We have included in this site several essays exploring (among others) a certain 'school' or approach to philosophy which might be briefly described as one based primarily on the direct (unedited) reflection of consciousness upon itself. Our major thesis was that the core elements for such a philosophy are found in the ancient Pali suttas as well in many places in the history of both western and eastern philosophy. Almost everything that is of value in Husserl's 'transcendental phenomenology' is to be found in previous philosophical works and the ideal of a 'reduction' and 'epokhê' is found in its most correct and thorough form in the Pali suttas (which have a strange agreement with several elements of Aristotle's De Anima and even the first Ennead). A complex and interesting issue is whether Hume or Kant came closest to the kind of transcendental awareness required for this approach to philosophy.

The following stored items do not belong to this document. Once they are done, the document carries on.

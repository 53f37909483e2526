// crates/tracevault-store-sqlite/src/lib.rs
// ============================================================================
// Module: Tracevault SQLite Store
// Description: Schema-versioned trace-event store backed by SQLite.
// Purpose: Persist trace entries durably across schema evolution.
// Dependencies: tracevault-core, rusqlite, serde
// ============================================================================

//! ## Overview
//! This crate implements the tracevault storage contract on `SQLite`. One
//! [`Store`] owns one connection; every mutating operation runs inside a
//! scope-bound transaction that commits on success and rolls back on any
//! failure. Schema evolution moves through an explicit migration registry
//! keyed by adjacent version pairs, and retention trimming keeps entry
//! growth bounded without touching process lifecycle rows.

// ============================================================================
// SECTION: Modules
// ============================================================================

mod events;
mod format;
mod trim;

pub mod migration;
pub mod schema;
pub mod stats;
pub mod store;
pub mod transaction;

// ============================================================================
// SECTION: Re-Exports
// ============================================================================

pub use migration::MigrationRegistry;
pub use migration::MigrationStep;
pub use migration::Migrator;
pub use migration::StepFn;
pub use schema::EXPECTED_SCHEMA_VERSION;
pub use schema::MAX_KNOWN_SCHEMA_VERSION;
pub use schema::MIN_SCHEMA_VERSION;
pub use stats::DbErrorCounts;
pub use stats::OpStatsSnapshot;
pub use store::JournalMode;
pub use store::Store;
pub use store::StoreConfig;
pub use store::SyncMode;
pub use transaction::TransactionScope;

Another major approach to philosophy is skepticism as exemplified by what accounts we can collect the 'skeptical' phase of the Academy, Pyrrho and most importantly the extant works of Sextus Empiricus together with the works of Nagârjuna. We argue for a substantial affinity between Sextus' Pyrrhonism and the Madhyamaka, just as the Yogacara (and specially some later analytical works of this school) is an important example of a consciousness-based philosophy. But paradoxically there is also an intriguing correspondence with late neoplatonism as well, with the apophaticism of Damaskios, Pseudo-Dionysus and others. We can discern in varying degrees the same kind of equipollent amphibolous 'dialectic' in many important figures of modern philosophy such as Kant and Hegel.

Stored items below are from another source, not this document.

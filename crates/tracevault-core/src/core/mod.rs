// crates/tracevault-core/src/core/mod.rs
// ============================================================================
// Module: Tracevault Core Model
// Description: Value types describing trace events and process lifecycles.
// Purpose: Group the entity model modules and re-export their public types.
// Dependencies: serde
// ============================================================================

//! ## Overview
//! The core model is a set of owned value records exchanged by copy between
//! the instrumentation-facing ingestion path, the store, and read-side
//! consumers. No type here borrows from a connection or carries backend
//! state.

// ============================================================================
// SECTION: Modules
// ============================================================================

pub mod entry;
pub mod identity;
pub mod process;
pub mod retention;
pub mod value;

// ============================================================================
// SECTION: Re-Exports
// ============================================================================

pub use entry::EntryKind;
pub use entry::StackFrame;
pub use entry::TraceEntry;
pub use entry::TraceKey;
pub use entry::Variable;
pub use entry::VariableKind;
pub use identity::EntryId;
pub use identity::ProcessId;
pub use identity::ThreadId;
pub use identity::Timestamp;
pub use process::ProcessShutdownEvent;
pub use process::TracedApplicationInfo;
pub use retention::RetentionPolicy;
pub use value::LiteralValue;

Finally we have an approach to philosophy based on analytical atomism, and this 'atomism' maybe (perhaps even simultaneously) physical, psychological and logical-conceptual. Obvious examples are Leucippus, Democritus, the Vaisheshika and the various schools of pre-or-non-Mahâyâna Abidharmma as well as the strikingly important case of Hume. There are also many examples of 'logical atomism' from ancient times to the present. In a way any doctrine of categories - specially those based on an analysis of language (cf. the Stoic lekta or the Proclean logoi) - tends towards a theory of logical atomism. One of our approaches involves a theory of categories based on finitism and computability (Turing completeness and Church's thesis) allied to a formal combinatory analysis of logic and language. Any theory of deduction or inference is at least implicitly involved with computability.
Now a remarkable fact is that not only are these three approaches are in no wise plainly 'contradictory' or 'incompatible' but they appear to be deeply entangled and dependent on each other (even if only in a negative sense, such as when atomism is taken as a starting point for refutation). This is patent for instance in the literature on the relationship between the Madhyamaka and Yogacara on in the text of Hume' Treatise itself which is remarkable for containing at once elements of all three approaches. A major issue is the relationship between these schools and ethics, the consistency with and indeed implication of a moral compassionate realism along the lines of Schopenhauer and the ancient Buddhist precepts. Notice that if we look at the best ancient representatives of all three approaches we see that the ethical spirit in fact imbues everything !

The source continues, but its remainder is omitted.